SAN SALVADOR, Feb 6 (Reuters)

The United States would have reservations about a communist leader backed by ex-rebels winning next month's presidential election in El Salvador but would accept that outcome, a senior U.S. official said on Friday.

The United States has good relations with the outgoing administration of President Francisco Flores of the right-wing Nationalist Republican Alliance, or Arena, said Roger Noriega, U.S. assistant secretary of state for Western Hemisphere affairs.

"We want to deepen our relations with the Salvadoran government and we hope the Salvadoran people will choose someone who shares this vision, who shares our values and interest in deepening and improving relations," he told a news conference during a two-day visit to the Central American nation.

The latest polls show veteran communist leader Schafik Handal of the leftist Farabundo Marti Front, or FMLN, gaining on Arena candidate Elias Antonio Saca, a broadcasting executive.

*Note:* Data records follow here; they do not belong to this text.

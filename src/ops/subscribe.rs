use std::sync::Arc;

use bytes::Bytes;
use futures::future::BoxFuture;
use futures::stream::BoxStream;
use futures::{FutureExt, StreamExt};
use tracing::{debug, warn};

use crate::gatt::{
    Characteristic, CharacteristicProperty, CLIENT_CHARACTERISTIC_CONFIG_UUID,
    DISABLE_NOTIFICATION_VALUE, ENABLE_INDICATION_VALUE, ENABLE_NOTIFICATION_VALUE,
};
use crate::ops::{descriptor, refused, Emitter, Operation, OperationKind};
use crate::result::Result;
use crate::session::Session;
use crate::util::CompositeId;

/// Turns on notifications (or indications, for characteristics that only
/// indicate) and yields the handle they arrive through.
pub(crate) struct Subscribe {
    session: Arc<Session>,
    characteristic: Characteristic,
}

impl Subscribe {
    pub fn new(session: Arc<Session>, characteristic: Characteristic) -> Self {
        Subscribe {
            session,
            characteristic,
        }
    }

    async fn run(&self) -> Result<Notifications> {
        let cccd = self
            .characteristic
            .descriptor(CLIENT_CHARACTERISTIC_CONFIG_UUID)?;
        let link = self.session.link()?;

        link.set_characteristic_notification(&self.characteristic, true)
            .map_err(|error| refused(OperationKind::Subscribe, error))?;

        let value = if self
            .characteristic
            .properties
            .contains(CharacteristicProperty::Notify)
        {
            ENABLE_NOTIFICATION_VALUE
        } else {
            ENABLE_INDICATION_VALUE
        };
        if let Err(error) = descriptor::write(&self.session, link.as_ref(), cccd, &value).await {
            // undo the local enable
            if let Err(disable) = link.set_characteristic_notification(&self.characteristic, false) {
                warn!(
                    address = %self.session.address(),
                    characteristic = %self.characteristic.id(),
                    error = %disable,
                    "could not disable local notifications"
                );
            }
            return Err(error);
        }

        debug!(
            address = %self.session.address(),
            characteristic = %self.characteristic.id(),
            "notifications enabled"
        );
        Ok(Notifications::new(
            self.session.clone(),
            self.characteristic.id(),
        ))
    }
}

impl Operation for Subscribe {
    type Output = Notifications;

    fn kind(&self) -> OperationKind {
        OperationKind::Subscribe
    }

    fn execute(self, emitter: Emitter<Notifications>) -> BoxFuture<'static, ()> {
        async move { emitter.finish(self.run().await) }.boxed()
    }
}

pub(crate) struct Unsubscribe {
    session: Arc<Session>,
    characteristic: Characteristic,
}

impl Unsubscribe {
    pub fn new(session: Arc<Session>, characteristic: Characteristic) -> Self {
        Unsubscribe {
            session,
            characteristic,
        }
    }

    async fn run(&self) -> Result<()> {
        let cccd = self
            .characteristic
            .descriptor(CLIENT_CHARACTERISTIC_CONFIG_UUID)?;
        let link = self.session.link()?;

        link.set_characteristic_notification(&self.characteristic, false)
            .map_err(|error| refused(OperationKind::Unsubscribe, error))?;
        descriptor::write(&self.session, link.as_ref(), cccd, &DISABLE_NOTIFICATION_VALUE).await?;

        debug!(
            address = %self.session.address(),
            characteristic = %self.characteristic.id(),
            "notifications disabled"
        );
        Ok(())
    }
}

impl Operation for Unsubscribe {
    type Output = ();

    fn kind(&self) -> OperationKind {
        OperationKind::Unsubscribe
    }

    fn execute(self, emitter: Emitter<()>) -> BoxFuture<'static, ()> {
        async move { emitter.finish(self.run().await) }.boxed()
    }
}

struct Source {
    characteristic: CompositeId,
    session: Arc<Session>,
}

/// Where the notifications of one characteristic arrive. Clones share the
/// same source.
#[derive(Clone)]
pub struct Notifications {
    source: Arc<Source>,
}

impl Notifications {
    fn new(session: Arc<Session>, characteristic: CompositeId) -> Self {
        Notifications {
            source: Arc::new(Source {
                characteristic,
                session,
            }),
        }
    }

    pub fn characteristic(&self) -> CompositeId {
        self.source.characteristic
    }

    /// Payloads received from now on. The stream fails when the link is lost
    /// and ends after that.
    pub fn stream(&self) -> BoxStream<'static, Result<Bytes>> {
        let key = self.source.characteristic;
        let changes = self.source.session.hub().characteristic_changed();

        futures::stream::unfold(Some(changes), move |changes| async move {
            let mut changes = changes?;
            match changes.recv_matching(|(id, _)| *id == key).await {
                Ok((_, value)) => Some((Ok(value), Some(changes))),
                Err(error) => Some((Err(error), None)),
            }
        })
        .boxed()
    }
}

impl PartialEq for Notifications {
    fn eq(&self, other: &Self) -> bool {
        Arc::ptr_eq(&self.source, &other.source)
    }
}

impl Eq for Notifications {}

impl std::fmt::Debug for Notifications {
    fn fmt(&self, f: &mut std::fmt::Formatter<'_>) -> std::fmt::Result {
        f.debug_struct("Notifications")
            .field("address", &self.source.session.address())
            .field("characteristic", &self.source.characteristic)
            .finish()
    }
}
use std::fmt::{Display, Formatter};

use serde::{Deserialize, Serialize};

use crate::config::ClientConfig;
use crate::transport::{Permission, Transport};

/// Whether scanning and connecting can work right now.
#[derive(Debug, Copy, Clone, Eq, PartialEq, Hash, Serialize, Deserialize)]
pub enum Readiness {
    Ready,
    NotReady(NotReadyReason),
}

#[derive(Debug, Copy, Clone, Eq, PartialEq, Hash, Serialize, Deserialize)]
pub enum NotReadyReason {
    AdapterOff,
    LocationServicesOff,
    PermissionsNotGranted,
}

impl Readiness {
    pub fn is_ready(&self) -> bool {
        *self == Readiness::Ready
    }
}

impl Display for Readiness {
    fn fmt(&self, f: &mut Formatter<'_>) -> std::fmt::Result {
        match self {
            Readiness::Ready => f.write_str("ready"),
            Readiness::NotReady(NotReadyReason::AdapterOff) => {
                f.write_str("not ready: Bluetooth is off")
            }
            Readiness::NotReady(NotReadyReason::LocationServicesOff) => {
                f.write_str("not ready: location services are off")
            }
            Readiness::NotReady(NotReadyReason::PermissionsNotGranted) => {
                f.write_str("not ready: permissions missing")
            }
        }
    }
}

/// Permissions scanning needs on `platform_version`. Older platforms gate
/// scanning behind location access.
pub fn scan_permissions(platform_version: u32, location_waiver_version: u32) -> Vec<Permission> {
    if platform_version < location_waiver_version {
        vec![Permission::FineLocation, Permission::CoarseLocation]
    } else {
        vec![Permission::BluetoothScan]
    }
}

/// Runs the readiness checks in order; the first failing one decides.
pub(crate) fn check(transport: &dyn Transport, config: &ClientConfig) -> Readiness {
    if !transport.is_adapter_enabled() {
        return Readiness::NotReady(NotReadyReason::AdapterOff);
    }

    let version = transport.platform_version();
    if version < config.location_waiver_version && !transport.is_location_enabled() {
        return Readiness::NotReady(NotReadyReason::LocationServicesOff);
    }

    let required = scan_permissions(version, config.location_waiver_version);
    if !transport.missing_permissions(&required).is_empty() {
        return Readiness::NotReady(NotReadyReason::PermissionsNotGranted);
    }

    Readiness::Ready
}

A candidate must win a majority in the March 21 vote to avoid a runoff.

Arena has ruled El Salvador for 15 years, including during part of a 1980-1992 civil war when it faced the FMLN on the battlefield.

The United States supported the government during the war despite evidence of human rights abuses by the military and right-wing death squads in a conflict that claimed some 75,000 lives.

Noriega met with Saca and other candidates during the visit, but not with Handal.

Noriega said he decided not to meet with the FMLN candidate after the party used an earlier meeting with the U.S. ambassador in its advertising.

On Thursday, Noriega thanked the families of hundreds of Salvadoran soldiers sent to Iraq to support U.S. troops there, calling El Salvador one of the United States' best allies. He is set to return to Washington on Saturday.